Petroula Botsidou^1,2*Michael Schloter^2,3Öncü Maraci⁴Silvia Gschwendtner²Rebecca Nagel⁵Jaume Forcada⁶Joseph Ivan Hoffman^1,6,7

• ¹Department of Evolutionary Population Genetics, Faculty of Biology, University of Bielefeld, Bielefeld, North Rhine-Westphalia, Germany
• ²Research Unit Comparative Microbiome Analysis, Helmholtz Munich, Neuherberg, Germany
• ³Chair for Environmental Microbiology, School of Life Sciences, Technical University of Munich, Freising, Bavaria, Germany
• ⁴Department of Behavioural Ecology, Faculty of Biology, University of Bielefeld, Bielefeld, North Rhine-Westphalia, Germany
• ⁵Current address: Centre for Biological Diversity, School of Biology, Faculty of Science, University of St Andrews, St Andrews, United Kingdom
• ⁶British Antarctic Survey (BAS), Cambridge, United Kingdom
• ⁷Center for Biotechnology (CeBiTec), Faculty of Biology, Bielefeld University, Bielefeld, Germany

Comparative studies of microbial communities occupying different body sites in wild vertebrates are scarce, but they are crucial for advancing our understanding of the ecological and evolutionary factors shaping animal microbiomes.

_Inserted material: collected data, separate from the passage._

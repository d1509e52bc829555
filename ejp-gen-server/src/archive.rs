use std::path::Path;
use std::sync::mpsc;
use std::thread;

use chrono::NaiveDate;
use serde::{Deserialize, Serialize};

use ejp_gen_core::engine::result_set::{EURO_PICKS, EURO_POOL, MAIN_PICKS, MAIN_POOL};

/// How many draws `history` returns when the caller gives no limit.
pub(crate) const DEFAULT_HISTORY_LIMIT: usize = 300;

/// One archived draw.
#[derive(Serialize, Deserialize, Clone, Debug, PartialEq, Eq)]
pub(crate) struct Draw {
	pub(crate) id: u64,
	/// ISO date (`YYYY-MM-DD`); zero-padded, so string order is date order.
	pub(crate) date: String,
	/// 5 distinct main numbers, stored ascending.
	pub(crate) main: Vec<u8>,
	/// 2 distinct euro numbers, stored ascending.
	pub(crate) euro: Vec<u8>,
}

/// One stored prediction together with its generation context.
#[derive(Serialize, Deserialize, Clone, Debug)]
pub(crate) struct StoredPrediction {
	pub(crate) id: u64,
	pub(crate) main: Vec<u8>,
	pub(crate) euro: Vec<u8>,
	pub(crate) seed: Option<String>,
	pub(crate) method: String,
	pub(crate) created_at: String,
}

/// Hit counts of one prediction against one draw.
#[derive(Serialize, Clone, Copy, Debug, PartialEq, Eq)]
pub(crate) struct MatchBreakdown {
	pub(crate) main: usize,
	pub(crate) euro: usize,
	pub(crate) total: usize,
}

/// Payload for creating or updating one draw.
#[derive(Deserialize, Clone, Debug)]
pub(crate) struct DrawPayload {
	pub(crate) date: String,
	pub(crate) main: Vec<u8>,
	pub(crate) euro: Vec<u8>,
}

/// Payload for storing one prediction.
#[derive(Deserialize)]
pub(crate) struct PredictionPayload {
	pub(crate) main: Vec<u8>,
	pub(crate) euro: Vec<u8>,
	pub(crate) seed: Option<String>,
	pub(crate) method: String,
}

/// Bulk import payload; every provided format contributes rows.
///
/// - `csv`: lines of `date, m1, m2, m3, m4, m5, e1, e2` (header allowed)
/// - `json`: an array of `{date, main, euro}` objects
/// - `text`: lines of `YYYY-MM-DD; m1 m2 m3 m4 m5; e1 e2`
#[derive(Deserialize)]
pub(crate) struct BulkPayload {
	pub(crate) csv: Option<String>,
	pub(crate) json: Option<Vec<DrawPayload>>,
	pub(crate) text: Option<String>,
}

/// Outcome of one bulk import: accepted rows and rejected rows.
#[derive(Serialize, Debug, PartialEq, Eq)]
pub(crate) struct BulkReport {
	pub(crate) imported: usize,
	pub(crate) skipped: usize,
}

/// Counts one prediction's hits against one draw.
pub(crate) fn match_breakdown(main: &[u8], euro: &[u8], draw: &Draw) -> MatchBreakdown {
	let main = main.iter().filter(|n| draw.main.contains(n)).count();
	let euro = euro.iter().filter(|n| draw.euro.contains(n)).count();
	MatchBreakdown { main, euro, total: main + euro }
}

/// Checks count, range and distinctness of one pick list; returns the
/// picks sorted ascending.
fn normalize_picks(values: &[u8], expected: usize, pool: usize, label: &str) -> Result<Vec<u8>, String> {
	if values.len() != expected {
		return Err(format!("Expected {expected} {label} numbers, got {}", values.len()));
	}

	let mut sorted = values.to_vec();
	sorted.sort_unstable();
	sorted.dedup();
	if sorted.len() != expected {
		return Err(format!("Duplicate {label} numbers"));
	}
	if let Some(bad) = sorted.iter().find(|n| !(1..=pool as u8).contains(*n)) {
		return Err(format!("{label} number {bad} out of range 1..={pool}"));
	}

	Ok(sorted)
}

/// Validates one draw payload and returns its normalized parts.
///
/// The date must be zero-padded `YYYY-MM-DD`: chrono also parses
/// unpadded fields and signed years, so the parsed date is rendered
/// back and compared against the input. Duplicate detection and
/// newest-first ordering compare dates as strings.
fn validate_draw(payload: &DrawPayload) -> Result<(String, Vec<u8>, Vec<u8>), String> {
	let date = payload.date.trim();
	let canonical = NaiveDate::parse_from_str(date, "%Y-%m-%d")
		.map(|parsed| parsed.format("%Y-%m-%d").to_string())
		.ok();
	if canonical.as_deref() != Some(date) {
		return Err(format!("Invalid date '{}', expected YYYY-MM-DD", payload.date));
	}
	let main = normalize_picks(&payload.main, MAIN_PICKS, MAIN_POOL, "main")?;
	let euro = normalize_picks(&payload.euro, EURO_PICKS, EURO_POOL, "euro")?;
	Ok((date.to_owned(), main, euro))
}

/// Parses one `date, m1, m2, m3, m4, m5, e1, e2` line.
fn parse_csv_line(line: &str) -> Option<DrawPayload> {
	let fields: Vec<&str> = line.split(',').map(str::trim).collect();
	if fields.len() != 8 {
		return None;
	}
	let main: Vec<u8> = fields[1..6].iter().filter_map(|f| f.parse().ok()).collect();
	let euro: Vec<u8> = fields[6..8].iter().filter_map(|f| f.parse().ok()).collect();
	if main.len() != MAIN_PICKS || euro.len() != EURO_PICKS {
		return None;
	}
	Some(DrawPayload { date: fields[0].to_owned(), main, euro })
}

/// Parses one `YYYY-MM-DD; m1 m2 m3 m4 m5; e1 e2` line.
fn parse_text_line(line: &str) -> Option<DrawPayload> {
	let parts: Vec<&str> = line.split(';').map(str::trim).collect();
	if parts.len() != 3 {
		return None;
	}
	let main: Vec<u8> = parts[1].split_whitespace().filter_map(|f| f.parse().ok()).collect();
	let euro: Vec<u8> = parts[2].split_whitespace().filter_map(|f| f.parse().ok()).collect();
	if main.len() != MAIN_PICKS || euro.len() != EURO_PICKS {
		return None;
	}
	Some(DrawPayload { date: parts[0].to_owned(), main, euro })
}

/// Parses line-oriented bulk input on worker threads.
///
/// # Behavior
/// - Splits the lines into chunks (CPU cores * factor) and parses each
///   chunk on its own thread
/// - Chunks come back over an MPSC channel tagged with their index and
///   are reassembled in input order, so import order and row numbering
///   never depend on thread scheduling
/// - Unparsable lines come back as `None` so the caller can count them
fn parse_lines(lines: Vec<String>, parse: fn(&str) -> Option<DrawPayload>) -> Vec<Option<DrawPayload>> {
	if lines.is_empty() {
		return Vec::new();
	}

	let cpus = num_cpus::get();
	let factor = 8;
	let chunks = cpus * factor;
	let chunk_size = (lines.len() + chunks - 1) / chunks;

	let (tx, rx) = mpsc::channel();
	for (index, chunk) in lines.chunks(chunk_size).enumerate() {
		let tx = tx.clone();
		let chunk: Vec<String> = chunk.to_vec();

		thread::spawn(move || {
			let parsed: Vec<Option<DrawPayload>> = chunk.iter().map(|line| parse(line)).collect();
			tx.send((index, parsed)).expect("Failed to send from thread");
		});
	}
	drop(tx);

	let mut tagged: Vec<(usize, Vec<Option<DrawPayload>>)> = rx.iter().collect();
	tagged.sort_by_key(|(index, _)| *index);
	tagged.into_iter().flat_map(|(_, parsed)| parsed).collect()
}

/// The persistent draw and prediction store behind the HTTP endpoints.
///
/// # Responsibilities
/// - Validate and hold archived draws (unique per date) and stored
///   predictions
/// - Import draws in bulk from CSV, JSON or semicolon text
/// - Serialize the whole store to disk with `postcard`
///
/// # Invariants
/// - Every held draw and prediction passed `validate_draw` /
///   `normalize_picks`; pick lists are stored ascending
/// - At most one draw per date
#[derive(Serialize, Deserialize, Default)]
pub(crate) struct Archive {
	draws: Vec<Draw>,
	predictions: Vec<StoredPrediction>,
}

impl Archive {
	/// Loads an archive from `path`, or returns an empty one if the file
	/// does not exist yet.
	pub(crate) fn load<P: AsRef<Path>>(path: P) -> Result<Self, Box<dyn std::error::Error>> {
		let path = path.as_ref();
		if !path.exists() {
			return Ok(Self::default());
		}
		let bytes = std::fs::read(path)?;
		Ok(postcard::from_bytes(&bytes)?)
	}

	/// Serializes the archive to `path`, creating parent directories as
	/// needed.
	pub(crate) fn save<P: AsRef<Path>>(&self, path: P) -> Result<(), Box<dyn std::error::Error>> {
		let path = path.as_ref();
		if let Some(parent) = path.parent() {
			std::fs::create_dir_all(parent)?;
		}
		let bytes = postcard::to_stdvec(self)?;
		std::fs::write(path, bytes)?;
		Ok(())
	}

	pub(crate) fn draws(&self) -> &[Draw] {
		&self.draws
	}

	pub(crate) fn predictions(&self) -> &[StoredPrediction] {
		&self.predictions
	}

	/// Draws sorted newest-first (date, then id), capped at `limit`.
	pub(crate) fn history(&self, limit: usize) -> Vec<Draw> {
		let mut sorted = self.draws.clone();
		sorted.sort_by(|a, b| b.date.cmp(&a.date).then(b.id.cmp(&a.id)));
		sorted.truncate(limit);
		sorted
	}

	/// The most recent draw (latest date, highest id on equal dates).
	pub(crate) fn latest_draw(&self) -> Option<&Draw> {
		self.draws.iter().max_by(|a, b| a.date.cmp(&b.date).then(a.id.cmp(&b.id)))
	}

	/// Ids and hit counts of stored predictions sharing at least one
	/// number with `draw`, in storage order.
	pub(crate) fn matched_predictions(&self, draw: &Draw) -> Vec<(u64, MatchBreakdown)> {
		self.predictions
			.iter()
			.map(|p| (p.id, match_breakdown(&p.main, &p.euro, draw)))
			.filter(|(_, breakdown)| breakdown.total > 0)
			.collect()
	}

	fn next_draw_id(&self) -> u64 {
		self.draws.iter().map(|d| d.id).max().unwrap_or(0) + 1
	}

	fn next_prediction_id(&self) -> u64 {
		self.predictions.iter().map(|p| p.id).max().unwrap_or(0) + 1
	}

	/// Validates and inserts one draw.
	///
	/// # Errors
	/// Returns an error on malformed payloads and on dates that are
	/// already archived.
	pub(crate) fn add_draw(&mut self, payload: &DrawPayload) -> Result<Draw, String> {
		let (date, main, euro) = validate_draw(payload)?;
		if self.draws.iter().any(|d| d.date == date) {
			return Err(format!("A draw for {date} already exists"));
		}

		let draw = Draw { id: self.next_draw_id(), date, main, euro };
		self.draws.push(draw.clone());
		Ok(draw)
	}

	/// Validates and replaces the draw with `id`.
	///
	/// # Errors
	/// Returns an error on malformed payloads, unknown ids, and dates
	/// already taken by another draw.
	pub(crate) fn update_draw(&mut self, id: u64, payload: &DrawPayload) -> Result<Draw, String> {
		let (date, main, euro) = validate_draw(payload)?;
		if self.draws.iter().any(|d| d.date == date && d.id != id) {
			return Err(format!("A draw for {date} already exists"));
		}

		match self.draws.iter_mut().find(|d| d.id == id) {
			Some(draw) => {
				draw.date = date;
				draw.main = main;
				draw.euro = euro;
				Ok(draw.clone())
			}
			None => Err(format!("Draw {id} not found")),
		}
	}

	/// Removes the draw with `id`.
	pub(crate) fn remove_draw(&mut self, id: u64) -> Result<(), String> {
		let before = self.draws.len();
		self.draws.retain(|d| d.id != id);
		if self.draws.len() == before {
			return Err(format!("Draw {id} not found"));
		}
		Ok(())
	}

	/// Removes every draw; stored predictions stay.
	pub(crate) fn clear_draws(&mut self) -> usize {
		let removed = self.draws.len();
		self.draws.clear();
		removed
	}

	/// Imports draws from one bulk payload.
	///
	/// # Behavior
	/// - Every provided format contributes rows: csv first, then json,
	///   then text
	/// - Rows are processed in input order; every row that fails to
	///   parse, fails validation or collides with an archived date is
	///   counted as skipped, the rest import
	///
	/// # Errors
	/// Returns an error when no format is provided.
	pub(crate) fn import_bulk(&mut self, payload: &BulkPayload) -> Result<BulkReport, String> {
		if payload.csv.is_none() && payload.json.is_none() && payload.text.is_none() {
			return Err("Provide at least one of csv, json or text".to_owned());
		}

		let mut rows: Vec<Option<DrawPayload>> = Vec::new();
		if let Some(csv) = &payload.csv {
			let lines: Vec<String> = csv
				.lines()
				.map(str::trim)
				.filter(|line| !line.is_empty() && !line.to_lowercase().starts_with("date"))
				.map(str::to_owned)
				.collect();
			rows.extend(parse_lines(lines, parse_csv_line));
		}
		if let Some(json) = &payload.json {
			rows.extend(json.iter().cloned().map(Some));
		}
		if let Some(text) = &payload.text {
			let lines: Vec<String> = text
				.lines()
				.map(str::trim)
				.filter(|line| !line.is_empty())
				.map(str::to_owned)
				.collect();
			rows.extend(parse_lines(lines, parse_text_line));
		}

		let mut report = BulkReport { imported: 0, skipped: 0 };
		for row in rows {
			let accepted = match row {
				Some(draw) => self.add_draw(&draw).is_ok(),
				None => false,
			};
			if accepted {
				report.imported += 1;
			} else {
				report.skipped += 1;
			}
		}
		Ok(report)
	}

	/// Validates and stores one prediction.
	pub(crate) fn add_prediction(
		&mut self,
		payload: &PredictionPayload,
		created_at: String,
	) -> Result<StoredPrediction, String> {
		use std::str::FromStr;
		ejp_gen_core::engine::prediction_input::Method::from_str(&payload.method)?;

		let main = normalize_picks(&payload.main, MAIN_PICKS, MAIN_POOL, "main")?;
		let euro = normalize_picks(&payload.euro, EURO_PICKS, EURO_POOL, "euro")?;
		let seed = payload.seed.as_deref().filter(|s| !s.is_empty()).map(str::to_owned);

		let prediction = StoredPrediction {
			id: self.next_prediction_id(),
			main,
			euro,
			seed,
			method: payload.method.clone(),
			created_at,
		};
		self.predictions.push(prediction.clone());
		Ok(prediction)
	}

	/// Removes every stored prediction.
	pub(crate) fn clear_predictions(&mut self) -> usize {
		let removed = self.predictions.len();
		self.predictions.clear();
		removed
	}
}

We therefore used a "natural experiment" comprising motheroffspring pairs from two adjacent Antarctic fur seal breeding colonies that differ in social density to investigate differences between skin and gut microbial communities in relation to host-specific and environmental factors. Using 16S rRNA amplicon sequencing, we uncovered a strong influence of colony on the diversity and composition of skin but not gut microbial communities. Specifically, we observed a suppressive effect of high social density on skin microbial alpha diversity as well as an overabundance of phyla associated with diseases and bite wounds in the high-density colony. Our findings suggest that skin microbial communities may be more sensitive to external factors, whereas gut communities are more tightly regulated by the host. Overall, this study highlights the importance of considering multiple body sites and their distinct microbial communities to develop a more comprehensive understanding of the factors shaping microbial diversity and composition in marine mammals.